### What is required
From the line with "CLI using clap." through the line with "1=normal, 2=verbose, 3=debug)", inclusive, return each line of the data below exactly and leave the rest out.

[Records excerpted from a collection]
○ ○ ○ ○ ○
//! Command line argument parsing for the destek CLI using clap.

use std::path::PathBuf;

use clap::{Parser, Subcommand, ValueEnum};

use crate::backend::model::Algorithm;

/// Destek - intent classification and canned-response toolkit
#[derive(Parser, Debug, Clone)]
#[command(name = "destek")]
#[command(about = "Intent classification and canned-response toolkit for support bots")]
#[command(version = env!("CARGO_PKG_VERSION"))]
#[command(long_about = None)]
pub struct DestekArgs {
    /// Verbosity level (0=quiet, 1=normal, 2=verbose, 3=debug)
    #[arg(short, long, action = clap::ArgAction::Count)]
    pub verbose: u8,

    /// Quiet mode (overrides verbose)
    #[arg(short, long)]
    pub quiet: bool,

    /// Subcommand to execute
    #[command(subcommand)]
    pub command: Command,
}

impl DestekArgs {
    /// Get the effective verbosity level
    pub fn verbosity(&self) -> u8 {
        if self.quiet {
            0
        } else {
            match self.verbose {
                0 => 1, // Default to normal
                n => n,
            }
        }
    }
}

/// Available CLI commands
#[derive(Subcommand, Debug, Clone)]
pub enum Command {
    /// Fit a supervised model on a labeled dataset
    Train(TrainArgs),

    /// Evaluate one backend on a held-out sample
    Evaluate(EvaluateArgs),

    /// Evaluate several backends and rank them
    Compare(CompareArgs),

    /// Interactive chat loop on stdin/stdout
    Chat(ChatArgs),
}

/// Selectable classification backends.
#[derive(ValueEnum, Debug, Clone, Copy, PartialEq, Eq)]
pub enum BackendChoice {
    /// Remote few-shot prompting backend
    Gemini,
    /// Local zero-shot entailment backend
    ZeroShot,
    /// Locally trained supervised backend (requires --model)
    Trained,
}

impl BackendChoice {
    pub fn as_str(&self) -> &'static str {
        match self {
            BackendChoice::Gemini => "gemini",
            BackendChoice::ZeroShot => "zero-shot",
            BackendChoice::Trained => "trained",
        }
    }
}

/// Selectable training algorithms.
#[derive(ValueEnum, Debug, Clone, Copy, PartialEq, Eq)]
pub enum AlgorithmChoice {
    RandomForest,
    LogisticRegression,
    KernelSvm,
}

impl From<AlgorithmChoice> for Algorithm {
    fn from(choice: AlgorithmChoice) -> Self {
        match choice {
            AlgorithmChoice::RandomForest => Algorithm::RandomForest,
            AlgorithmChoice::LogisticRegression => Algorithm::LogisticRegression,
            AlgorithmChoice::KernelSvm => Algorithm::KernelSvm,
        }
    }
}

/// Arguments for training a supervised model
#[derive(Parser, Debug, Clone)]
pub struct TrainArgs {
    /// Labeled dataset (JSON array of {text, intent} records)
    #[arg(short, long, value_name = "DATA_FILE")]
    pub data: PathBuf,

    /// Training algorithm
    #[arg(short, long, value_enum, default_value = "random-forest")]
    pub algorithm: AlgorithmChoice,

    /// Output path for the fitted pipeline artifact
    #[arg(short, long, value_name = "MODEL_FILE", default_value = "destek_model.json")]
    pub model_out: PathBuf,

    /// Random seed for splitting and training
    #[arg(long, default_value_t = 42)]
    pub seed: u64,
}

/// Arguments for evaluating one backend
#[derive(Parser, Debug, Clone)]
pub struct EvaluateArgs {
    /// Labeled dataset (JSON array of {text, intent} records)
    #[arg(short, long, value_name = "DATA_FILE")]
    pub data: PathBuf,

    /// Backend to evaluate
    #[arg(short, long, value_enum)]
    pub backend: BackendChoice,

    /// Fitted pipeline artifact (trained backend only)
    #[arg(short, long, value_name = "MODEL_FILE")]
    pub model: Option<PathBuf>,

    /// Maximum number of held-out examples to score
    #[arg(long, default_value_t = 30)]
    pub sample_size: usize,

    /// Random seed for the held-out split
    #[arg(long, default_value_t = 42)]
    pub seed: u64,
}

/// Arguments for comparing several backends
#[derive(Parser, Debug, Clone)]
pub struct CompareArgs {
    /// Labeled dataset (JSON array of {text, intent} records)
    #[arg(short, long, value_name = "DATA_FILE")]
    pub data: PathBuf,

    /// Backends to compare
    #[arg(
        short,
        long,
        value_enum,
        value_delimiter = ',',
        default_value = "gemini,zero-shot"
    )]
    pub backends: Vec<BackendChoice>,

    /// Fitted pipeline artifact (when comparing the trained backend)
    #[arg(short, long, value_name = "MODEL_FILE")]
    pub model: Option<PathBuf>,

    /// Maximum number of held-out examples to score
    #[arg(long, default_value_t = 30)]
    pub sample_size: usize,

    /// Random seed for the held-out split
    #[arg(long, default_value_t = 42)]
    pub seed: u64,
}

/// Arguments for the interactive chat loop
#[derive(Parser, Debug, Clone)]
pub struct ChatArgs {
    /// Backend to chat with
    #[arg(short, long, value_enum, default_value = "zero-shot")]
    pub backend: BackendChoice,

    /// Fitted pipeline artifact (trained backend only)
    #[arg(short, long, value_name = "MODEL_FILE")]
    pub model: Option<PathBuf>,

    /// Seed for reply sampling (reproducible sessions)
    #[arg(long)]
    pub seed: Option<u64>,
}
○ ○ ○ ○ ○
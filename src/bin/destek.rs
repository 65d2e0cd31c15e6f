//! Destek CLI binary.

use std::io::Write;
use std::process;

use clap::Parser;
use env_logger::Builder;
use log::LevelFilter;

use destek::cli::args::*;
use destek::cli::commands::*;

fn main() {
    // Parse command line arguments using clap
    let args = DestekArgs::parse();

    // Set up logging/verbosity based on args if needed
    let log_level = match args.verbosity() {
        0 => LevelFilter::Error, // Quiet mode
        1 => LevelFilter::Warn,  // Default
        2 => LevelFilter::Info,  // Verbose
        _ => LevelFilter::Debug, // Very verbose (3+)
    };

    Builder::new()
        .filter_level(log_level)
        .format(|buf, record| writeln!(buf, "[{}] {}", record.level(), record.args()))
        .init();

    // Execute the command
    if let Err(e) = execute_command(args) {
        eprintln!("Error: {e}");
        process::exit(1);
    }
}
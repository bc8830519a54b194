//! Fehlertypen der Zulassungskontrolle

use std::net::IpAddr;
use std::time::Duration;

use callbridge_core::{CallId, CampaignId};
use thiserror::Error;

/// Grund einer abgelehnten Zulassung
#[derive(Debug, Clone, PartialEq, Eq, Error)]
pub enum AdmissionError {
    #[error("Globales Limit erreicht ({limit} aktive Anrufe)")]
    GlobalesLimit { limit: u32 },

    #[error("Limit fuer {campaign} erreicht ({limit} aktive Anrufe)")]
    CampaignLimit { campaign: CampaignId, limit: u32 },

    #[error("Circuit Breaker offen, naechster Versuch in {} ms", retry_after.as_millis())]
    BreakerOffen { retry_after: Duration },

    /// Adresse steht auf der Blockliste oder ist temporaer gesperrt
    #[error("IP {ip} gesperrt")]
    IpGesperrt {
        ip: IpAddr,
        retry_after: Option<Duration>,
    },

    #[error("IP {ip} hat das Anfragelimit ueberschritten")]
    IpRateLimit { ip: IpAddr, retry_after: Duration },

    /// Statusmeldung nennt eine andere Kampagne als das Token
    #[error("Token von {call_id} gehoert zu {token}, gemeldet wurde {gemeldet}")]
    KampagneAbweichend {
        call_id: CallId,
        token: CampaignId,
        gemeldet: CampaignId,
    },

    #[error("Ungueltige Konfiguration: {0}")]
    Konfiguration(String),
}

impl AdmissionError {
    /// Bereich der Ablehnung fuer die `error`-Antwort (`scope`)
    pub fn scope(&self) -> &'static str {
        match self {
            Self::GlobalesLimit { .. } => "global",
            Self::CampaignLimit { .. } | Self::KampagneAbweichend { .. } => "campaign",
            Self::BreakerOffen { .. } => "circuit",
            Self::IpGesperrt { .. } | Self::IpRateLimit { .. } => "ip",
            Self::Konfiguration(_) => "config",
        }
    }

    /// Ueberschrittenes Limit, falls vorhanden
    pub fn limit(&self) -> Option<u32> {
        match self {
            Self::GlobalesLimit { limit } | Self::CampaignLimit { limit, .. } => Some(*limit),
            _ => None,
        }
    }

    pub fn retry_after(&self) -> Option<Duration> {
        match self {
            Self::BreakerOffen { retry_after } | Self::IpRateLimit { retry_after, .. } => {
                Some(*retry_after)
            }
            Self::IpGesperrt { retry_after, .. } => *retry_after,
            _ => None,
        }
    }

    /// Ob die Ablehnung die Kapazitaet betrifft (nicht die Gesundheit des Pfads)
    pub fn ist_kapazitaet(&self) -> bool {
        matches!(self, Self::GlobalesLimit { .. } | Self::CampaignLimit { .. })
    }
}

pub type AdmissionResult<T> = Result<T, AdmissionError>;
○ ○ ○ ○ ○
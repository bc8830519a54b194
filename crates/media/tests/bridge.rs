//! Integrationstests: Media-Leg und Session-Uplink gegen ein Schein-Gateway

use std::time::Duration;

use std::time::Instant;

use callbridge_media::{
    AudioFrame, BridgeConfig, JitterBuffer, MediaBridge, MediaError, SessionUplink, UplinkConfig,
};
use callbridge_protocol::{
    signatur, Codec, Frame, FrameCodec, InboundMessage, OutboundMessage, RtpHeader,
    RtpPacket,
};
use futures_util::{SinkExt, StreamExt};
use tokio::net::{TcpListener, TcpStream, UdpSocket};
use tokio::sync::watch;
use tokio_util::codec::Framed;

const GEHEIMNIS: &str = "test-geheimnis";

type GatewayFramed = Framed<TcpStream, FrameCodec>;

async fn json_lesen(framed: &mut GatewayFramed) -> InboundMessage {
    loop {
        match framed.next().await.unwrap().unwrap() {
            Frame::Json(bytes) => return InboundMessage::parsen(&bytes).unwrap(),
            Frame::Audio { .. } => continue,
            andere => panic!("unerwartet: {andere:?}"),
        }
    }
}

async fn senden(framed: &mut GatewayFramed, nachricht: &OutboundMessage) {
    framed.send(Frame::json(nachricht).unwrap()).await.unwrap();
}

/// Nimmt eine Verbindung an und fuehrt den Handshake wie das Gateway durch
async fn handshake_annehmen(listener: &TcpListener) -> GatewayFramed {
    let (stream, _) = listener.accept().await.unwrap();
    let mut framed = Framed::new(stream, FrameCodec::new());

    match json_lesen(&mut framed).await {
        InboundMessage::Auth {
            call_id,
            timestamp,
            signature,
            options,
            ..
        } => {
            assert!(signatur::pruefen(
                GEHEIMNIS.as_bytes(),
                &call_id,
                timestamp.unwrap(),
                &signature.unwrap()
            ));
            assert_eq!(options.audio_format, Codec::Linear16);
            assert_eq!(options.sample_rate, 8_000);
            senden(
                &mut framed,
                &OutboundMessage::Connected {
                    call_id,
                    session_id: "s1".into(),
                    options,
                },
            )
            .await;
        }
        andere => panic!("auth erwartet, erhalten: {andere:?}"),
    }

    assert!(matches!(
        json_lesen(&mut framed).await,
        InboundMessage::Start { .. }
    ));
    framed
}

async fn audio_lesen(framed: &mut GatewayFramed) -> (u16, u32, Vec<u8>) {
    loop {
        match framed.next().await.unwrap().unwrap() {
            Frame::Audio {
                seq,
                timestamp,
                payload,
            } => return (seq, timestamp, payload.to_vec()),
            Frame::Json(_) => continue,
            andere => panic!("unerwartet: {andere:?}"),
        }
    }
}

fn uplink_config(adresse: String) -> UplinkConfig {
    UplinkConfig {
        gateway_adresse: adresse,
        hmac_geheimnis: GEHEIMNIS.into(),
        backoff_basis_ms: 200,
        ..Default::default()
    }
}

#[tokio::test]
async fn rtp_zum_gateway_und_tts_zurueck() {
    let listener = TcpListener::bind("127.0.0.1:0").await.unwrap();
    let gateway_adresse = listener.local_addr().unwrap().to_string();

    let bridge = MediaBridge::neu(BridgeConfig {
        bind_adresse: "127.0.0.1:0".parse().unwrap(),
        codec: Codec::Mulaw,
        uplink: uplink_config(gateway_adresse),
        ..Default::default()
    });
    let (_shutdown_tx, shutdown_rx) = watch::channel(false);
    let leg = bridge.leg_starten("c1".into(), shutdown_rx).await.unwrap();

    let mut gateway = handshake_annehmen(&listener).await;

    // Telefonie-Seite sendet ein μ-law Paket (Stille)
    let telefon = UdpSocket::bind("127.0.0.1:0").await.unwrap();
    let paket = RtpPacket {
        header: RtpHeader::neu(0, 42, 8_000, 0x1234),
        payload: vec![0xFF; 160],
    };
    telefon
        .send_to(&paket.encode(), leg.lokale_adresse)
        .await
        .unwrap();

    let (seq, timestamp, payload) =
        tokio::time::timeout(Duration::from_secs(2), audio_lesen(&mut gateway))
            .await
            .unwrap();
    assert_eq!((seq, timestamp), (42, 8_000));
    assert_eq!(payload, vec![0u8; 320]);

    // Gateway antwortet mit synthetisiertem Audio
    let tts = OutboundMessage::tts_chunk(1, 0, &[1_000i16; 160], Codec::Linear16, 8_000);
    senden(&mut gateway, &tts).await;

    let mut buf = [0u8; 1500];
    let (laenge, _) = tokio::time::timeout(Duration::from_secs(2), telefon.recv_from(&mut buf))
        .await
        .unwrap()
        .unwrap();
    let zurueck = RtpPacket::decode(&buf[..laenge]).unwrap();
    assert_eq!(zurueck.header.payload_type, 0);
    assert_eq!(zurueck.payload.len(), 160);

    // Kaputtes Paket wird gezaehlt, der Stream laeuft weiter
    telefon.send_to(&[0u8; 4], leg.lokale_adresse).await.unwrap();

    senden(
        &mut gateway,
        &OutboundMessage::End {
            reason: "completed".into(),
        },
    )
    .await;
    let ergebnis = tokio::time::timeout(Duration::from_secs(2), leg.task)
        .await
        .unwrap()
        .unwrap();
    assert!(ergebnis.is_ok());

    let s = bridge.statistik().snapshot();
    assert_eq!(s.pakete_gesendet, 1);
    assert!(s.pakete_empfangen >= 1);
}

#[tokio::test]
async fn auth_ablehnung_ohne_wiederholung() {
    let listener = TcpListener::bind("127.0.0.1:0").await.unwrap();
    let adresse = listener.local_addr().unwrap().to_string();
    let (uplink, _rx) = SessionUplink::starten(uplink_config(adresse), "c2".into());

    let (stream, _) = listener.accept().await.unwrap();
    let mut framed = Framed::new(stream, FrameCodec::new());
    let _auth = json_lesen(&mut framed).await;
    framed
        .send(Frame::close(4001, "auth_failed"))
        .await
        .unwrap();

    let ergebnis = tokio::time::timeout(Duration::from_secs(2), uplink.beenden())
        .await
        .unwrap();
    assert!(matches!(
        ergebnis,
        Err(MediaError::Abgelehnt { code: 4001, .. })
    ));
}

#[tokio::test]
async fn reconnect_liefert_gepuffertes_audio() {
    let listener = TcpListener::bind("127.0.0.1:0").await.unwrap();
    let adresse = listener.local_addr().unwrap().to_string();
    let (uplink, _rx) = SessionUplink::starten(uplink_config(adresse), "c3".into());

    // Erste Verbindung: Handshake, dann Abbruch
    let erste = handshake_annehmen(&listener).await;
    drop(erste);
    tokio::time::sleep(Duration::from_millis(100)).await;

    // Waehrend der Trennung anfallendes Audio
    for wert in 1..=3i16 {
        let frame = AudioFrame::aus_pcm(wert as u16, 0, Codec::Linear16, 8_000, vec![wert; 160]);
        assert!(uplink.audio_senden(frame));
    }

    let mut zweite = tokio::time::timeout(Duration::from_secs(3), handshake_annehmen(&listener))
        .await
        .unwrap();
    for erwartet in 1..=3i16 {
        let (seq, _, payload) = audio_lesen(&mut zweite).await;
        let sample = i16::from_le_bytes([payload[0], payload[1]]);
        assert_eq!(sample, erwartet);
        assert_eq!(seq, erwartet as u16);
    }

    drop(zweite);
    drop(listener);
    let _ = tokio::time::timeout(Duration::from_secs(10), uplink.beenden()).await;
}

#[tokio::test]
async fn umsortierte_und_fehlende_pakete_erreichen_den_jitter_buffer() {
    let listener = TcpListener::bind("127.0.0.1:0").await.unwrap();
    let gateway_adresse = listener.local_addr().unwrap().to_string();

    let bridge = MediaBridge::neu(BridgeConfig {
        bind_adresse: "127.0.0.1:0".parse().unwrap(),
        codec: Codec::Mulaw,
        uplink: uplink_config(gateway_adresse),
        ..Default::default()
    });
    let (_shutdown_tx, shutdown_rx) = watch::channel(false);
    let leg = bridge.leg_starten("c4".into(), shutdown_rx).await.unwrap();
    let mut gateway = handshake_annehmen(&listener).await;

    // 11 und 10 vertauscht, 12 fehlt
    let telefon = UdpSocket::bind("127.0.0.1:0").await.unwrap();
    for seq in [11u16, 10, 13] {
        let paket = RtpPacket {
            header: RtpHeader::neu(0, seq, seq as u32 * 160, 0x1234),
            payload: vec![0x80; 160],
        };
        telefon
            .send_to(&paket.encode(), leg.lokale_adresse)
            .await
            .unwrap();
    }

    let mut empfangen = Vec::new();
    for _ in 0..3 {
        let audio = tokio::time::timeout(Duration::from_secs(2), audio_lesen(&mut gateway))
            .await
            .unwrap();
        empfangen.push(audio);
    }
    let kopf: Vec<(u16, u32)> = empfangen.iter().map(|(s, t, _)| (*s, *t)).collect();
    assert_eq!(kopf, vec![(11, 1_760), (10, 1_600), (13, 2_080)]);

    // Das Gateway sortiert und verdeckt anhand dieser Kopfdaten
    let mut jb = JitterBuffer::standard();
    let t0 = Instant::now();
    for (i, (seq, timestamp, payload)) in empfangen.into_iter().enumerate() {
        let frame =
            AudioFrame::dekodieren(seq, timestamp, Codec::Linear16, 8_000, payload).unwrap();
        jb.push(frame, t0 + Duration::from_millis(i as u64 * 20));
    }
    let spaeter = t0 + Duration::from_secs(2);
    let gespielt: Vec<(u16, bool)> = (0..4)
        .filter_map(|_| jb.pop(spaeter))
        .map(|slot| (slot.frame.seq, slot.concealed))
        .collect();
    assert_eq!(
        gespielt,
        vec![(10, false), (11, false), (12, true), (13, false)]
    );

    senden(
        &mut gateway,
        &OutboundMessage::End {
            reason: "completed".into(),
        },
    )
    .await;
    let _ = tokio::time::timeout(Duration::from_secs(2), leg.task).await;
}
○ ○ ○ ○ ○
### Output for this task
//! Command line argument parsing for the destek CLI using clap.

use std::path::PathBuf;

use clap::{Parser, Subcommand, ValueEnum};

use crate::backend::model::Algorithm;

/// Destek - intent classification and canned-response toolkit
#[derive(Parser, Debug, Clone)]
#[command(name = "destek")]
#[command(about = "Intent classification and canned-response toolkit for support bots")]
#[command(version = env!("CARGO_PKG_VERSION"))]
#[command(long_about = None)]
pub struct DestekArgs {
    /// Verbosity level (0=quiet, 1=normal, 2=verbose, 3=debug)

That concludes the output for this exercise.